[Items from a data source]
++++++++++++++++++++

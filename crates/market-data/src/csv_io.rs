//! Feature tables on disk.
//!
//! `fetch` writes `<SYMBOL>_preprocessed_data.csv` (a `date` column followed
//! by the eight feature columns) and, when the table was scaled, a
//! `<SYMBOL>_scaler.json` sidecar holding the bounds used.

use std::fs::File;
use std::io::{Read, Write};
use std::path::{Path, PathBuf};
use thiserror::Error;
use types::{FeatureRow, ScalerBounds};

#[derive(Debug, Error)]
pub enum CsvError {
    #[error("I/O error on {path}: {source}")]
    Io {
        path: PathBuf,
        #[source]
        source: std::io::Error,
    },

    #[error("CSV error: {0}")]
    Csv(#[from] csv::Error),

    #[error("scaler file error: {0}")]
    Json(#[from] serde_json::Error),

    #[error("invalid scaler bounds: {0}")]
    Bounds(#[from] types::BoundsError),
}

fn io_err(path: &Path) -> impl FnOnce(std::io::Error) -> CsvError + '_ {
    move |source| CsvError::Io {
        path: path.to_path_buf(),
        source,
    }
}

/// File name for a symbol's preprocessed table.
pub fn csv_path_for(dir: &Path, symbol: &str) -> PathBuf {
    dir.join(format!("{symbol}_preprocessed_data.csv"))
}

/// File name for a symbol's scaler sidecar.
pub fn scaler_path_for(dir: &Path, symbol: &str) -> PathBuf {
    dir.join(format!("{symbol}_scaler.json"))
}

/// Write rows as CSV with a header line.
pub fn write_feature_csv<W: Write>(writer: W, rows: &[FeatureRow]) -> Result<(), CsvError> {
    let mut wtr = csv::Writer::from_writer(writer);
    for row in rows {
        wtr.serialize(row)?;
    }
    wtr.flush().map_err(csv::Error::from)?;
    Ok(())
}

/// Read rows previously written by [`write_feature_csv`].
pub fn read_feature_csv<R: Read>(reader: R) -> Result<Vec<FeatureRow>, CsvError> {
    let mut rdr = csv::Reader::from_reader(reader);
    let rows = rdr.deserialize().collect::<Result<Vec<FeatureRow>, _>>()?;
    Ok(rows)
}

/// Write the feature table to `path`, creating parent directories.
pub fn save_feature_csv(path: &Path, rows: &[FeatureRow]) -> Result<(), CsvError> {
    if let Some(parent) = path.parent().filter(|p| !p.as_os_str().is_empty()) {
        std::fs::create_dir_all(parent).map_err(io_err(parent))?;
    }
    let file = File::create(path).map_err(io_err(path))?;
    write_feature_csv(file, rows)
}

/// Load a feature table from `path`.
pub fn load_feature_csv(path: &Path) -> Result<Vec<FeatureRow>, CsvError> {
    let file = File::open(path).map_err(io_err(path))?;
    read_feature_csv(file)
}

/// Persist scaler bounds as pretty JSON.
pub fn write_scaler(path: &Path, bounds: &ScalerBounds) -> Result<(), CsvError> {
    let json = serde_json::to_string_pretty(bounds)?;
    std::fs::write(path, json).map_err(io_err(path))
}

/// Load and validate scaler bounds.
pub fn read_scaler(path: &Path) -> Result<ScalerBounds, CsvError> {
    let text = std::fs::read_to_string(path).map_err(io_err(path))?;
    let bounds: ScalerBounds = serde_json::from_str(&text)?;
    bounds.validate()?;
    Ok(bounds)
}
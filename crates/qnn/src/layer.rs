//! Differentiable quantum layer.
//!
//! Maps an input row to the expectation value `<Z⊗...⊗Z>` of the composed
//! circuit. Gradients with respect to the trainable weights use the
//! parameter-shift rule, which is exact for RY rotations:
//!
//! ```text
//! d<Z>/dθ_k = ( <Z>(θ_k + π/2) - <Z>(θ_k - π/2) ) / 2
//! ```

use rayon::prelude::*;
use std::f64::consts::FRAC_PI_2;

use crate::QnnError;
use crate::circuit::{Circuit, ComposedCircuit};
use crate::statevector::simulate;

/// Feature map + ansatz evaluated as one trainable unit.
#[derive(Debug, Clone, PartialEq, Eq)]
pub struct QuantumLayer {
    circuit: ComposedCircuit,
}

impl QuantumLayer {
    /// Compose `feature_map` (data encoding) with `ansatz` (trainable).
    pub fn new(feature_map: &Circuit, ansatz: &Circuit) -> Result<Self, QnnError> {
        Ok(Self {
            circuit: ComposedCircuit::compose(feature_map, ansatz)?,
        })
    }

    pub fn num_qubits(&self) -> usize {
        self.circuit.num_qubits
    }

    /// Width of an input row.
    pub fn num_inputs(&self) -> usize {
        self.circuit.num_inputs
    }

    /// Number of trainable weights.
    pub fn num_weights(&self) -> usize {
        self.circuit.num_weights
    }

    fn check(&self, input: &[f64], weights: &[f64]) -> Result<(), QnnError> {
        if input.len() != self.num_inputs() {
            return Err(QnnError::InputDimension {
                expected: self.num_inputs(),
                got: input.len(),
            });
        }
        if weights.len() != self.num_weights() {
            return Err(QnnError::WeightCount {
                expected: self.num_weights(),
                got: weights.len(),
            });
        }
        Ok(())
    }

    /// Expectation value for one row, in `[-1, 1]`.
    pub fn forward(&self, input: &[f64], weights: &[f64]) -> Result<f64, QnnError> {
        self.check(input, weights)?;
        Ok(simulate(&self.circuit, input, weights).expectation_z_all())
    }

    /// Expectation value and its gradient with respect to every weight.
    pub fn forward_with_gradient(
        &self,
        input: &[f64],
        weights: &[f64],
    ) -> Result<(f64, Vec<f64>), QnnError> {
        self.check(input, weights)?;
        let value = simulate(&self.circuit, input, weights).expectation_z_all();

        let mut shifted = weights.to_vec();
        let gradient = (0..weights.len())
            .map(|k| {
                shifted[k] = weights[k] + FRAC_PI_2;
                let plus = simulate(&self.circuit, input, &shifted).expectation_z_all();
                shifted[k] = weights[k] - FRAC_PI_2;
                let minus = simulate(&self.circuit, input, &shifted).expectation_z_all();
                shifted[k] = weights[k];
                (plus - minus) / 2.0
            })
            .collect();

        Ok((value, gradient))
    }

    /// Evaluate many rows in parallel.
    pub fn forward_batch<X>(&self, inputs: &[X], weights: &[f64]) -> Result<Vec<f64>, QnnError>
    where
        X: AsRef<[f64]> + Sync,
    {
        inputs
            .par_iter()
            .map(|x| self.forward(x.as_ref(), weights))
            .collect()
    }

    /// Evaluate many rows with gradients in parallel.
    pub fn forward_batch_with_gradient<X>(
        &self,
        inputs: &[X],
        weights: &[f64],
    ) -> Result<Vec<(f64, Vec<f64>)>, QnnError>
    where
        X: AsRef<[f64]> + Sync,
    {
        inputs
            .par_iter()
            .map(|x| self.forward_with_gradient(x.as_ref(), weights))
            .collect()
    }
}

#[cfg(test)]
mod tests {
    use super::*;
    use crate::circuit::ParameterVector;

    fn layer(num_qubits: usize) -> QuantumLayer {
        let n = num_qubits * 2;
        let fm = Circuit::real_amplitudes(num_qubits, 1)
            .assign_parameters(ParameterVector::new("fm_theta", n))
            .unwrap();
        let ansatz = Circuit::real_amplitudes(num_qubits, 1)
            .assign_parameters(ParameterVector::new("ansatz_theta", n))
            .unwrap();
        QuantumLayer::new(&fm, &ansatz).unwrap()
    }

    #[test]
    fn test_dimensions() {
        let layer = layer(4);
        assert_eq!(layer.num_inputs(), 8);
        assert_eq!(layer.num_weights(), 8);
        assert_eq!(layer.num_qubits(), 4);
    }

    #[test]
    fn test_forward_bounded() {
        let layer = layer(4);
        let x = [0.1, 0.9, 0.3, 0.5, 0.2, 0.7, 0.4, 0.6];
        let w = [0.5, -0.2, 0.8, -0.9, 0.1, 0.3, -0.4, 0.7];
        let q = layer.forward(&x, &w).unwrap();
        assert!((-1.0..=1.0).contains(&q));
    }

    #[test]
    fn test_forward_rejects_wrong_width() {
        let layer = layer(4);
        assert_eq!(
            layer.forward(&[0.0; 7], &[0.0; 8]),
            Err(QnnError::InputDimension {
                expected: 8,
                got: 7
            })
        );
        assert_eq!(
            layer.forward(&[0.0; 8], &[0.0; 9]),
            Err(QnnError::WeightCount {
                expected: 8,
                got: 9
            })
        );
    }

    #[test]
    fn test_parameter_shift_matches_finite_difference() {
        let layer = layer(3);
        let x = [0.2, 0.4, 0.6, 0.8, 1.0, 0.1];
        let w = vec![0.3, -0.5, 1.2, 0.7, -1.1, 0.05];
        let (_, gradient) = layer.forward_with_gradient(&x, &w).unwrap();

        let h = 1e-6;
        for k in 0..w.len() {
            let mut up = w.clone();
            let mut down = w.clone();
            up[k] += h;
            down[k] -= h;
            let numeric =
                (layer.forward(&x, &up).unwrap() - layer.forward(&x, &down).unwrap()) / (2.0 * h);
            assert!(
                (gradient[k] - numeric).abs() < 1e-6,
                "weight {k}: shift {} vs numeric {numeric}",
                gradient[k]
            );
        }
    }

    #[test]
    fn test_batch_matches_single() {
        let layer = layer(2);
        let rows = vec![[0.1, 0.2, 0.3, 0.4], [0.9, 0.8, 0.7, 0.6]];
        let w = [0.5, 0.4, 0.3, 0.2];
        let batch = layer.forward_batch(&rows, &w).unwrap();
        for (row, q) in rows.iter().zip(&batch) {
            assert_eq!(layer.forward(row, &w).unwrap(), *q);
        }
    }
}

++++++++++++++++++++

## Prompt
Look above and return each line of the records exactly, from the very first through the line with "creating parent directories.", both included.

## Task solution
filename crates/market-data/src/csv_io.rs
//! Feature tables on disk.
//!
//! `fetch` writes `<SYMBOL>_preprocessed_data.csv` (a `date` column followed
//! by the eight feature columns) and, when the table was scaled, a
//! `<SYMBOL>_scaler.json` sidecar holding the bounds used.

use std::fs::File;
use std::io::{Read, Write};
use std::path::{Path, PathBuf};
use thiserror::Error;
use types::{FeatureRow, ScalerBounds};

#[derive(Debug, Error)]
pub enum CsvError {
    #[error("I/O error on {path}: {source}")]
    Io {
        path: PathBuf,
        #[source]
        source: std::io::Error,
    },

    #[error("CSV error: {0}")]
    Csv(#[from] csv::Error),

    #[error("scaler file error: {0}")]
    Json(#[from] serde_json::Error),

    #[error("invalid scaler bounds: {0}")]
    Bounds(#[from] types::BoundsError),
}

fn io_err(path: &Path) -> impl FnOnce(std::io::Error) -> CsvError + '_ {
    move |source| CsvError::Io {
        path: path.to_path_buf(),
        source,
    }
}

/// File name for a symbol's preprocessed table.
pub fn csv_path_for(dir: &Path, symbol: &str) -> PathBuf {
    dir.join(format!("{symbol}_preprocessed_data.csv"))
}

/// File name for a symbol's scaler sidecar.
pub fn scaler_path_for(dir: &Path, symbol: &str) -> PathBuf {
    dir.join(format!("{symbol}_scaler.json"))
}

/// Write rows as CSV with a header line.
pub fn write_feature_csv<W: Write>(writer: W, rows: &[FeatureRow]) -> Result<(), CsvError> {
    let mut wtr = csv::Writer::from_writer(writer);
    for row in rows {
        wtr.serialize(row)?;
    }
    wtr.flush().map_err(csv::Error::from)?;
    Ok(())
}

/// Read rows previously written by [`write_feature_csv`].
pub fn read_feature_csv<R: Read>(reader: R) -> Result<Vec<FeatureRow>, CsvError> {
    let mut rdr = csv::Reader::from_reader(reader);
    let rows = rdr.deserialize().collect::<Result<Vec<FeatureRow>, _>>()?;
    Ok(rows)
}

/// Write the feature table to `path`, creating parent directories.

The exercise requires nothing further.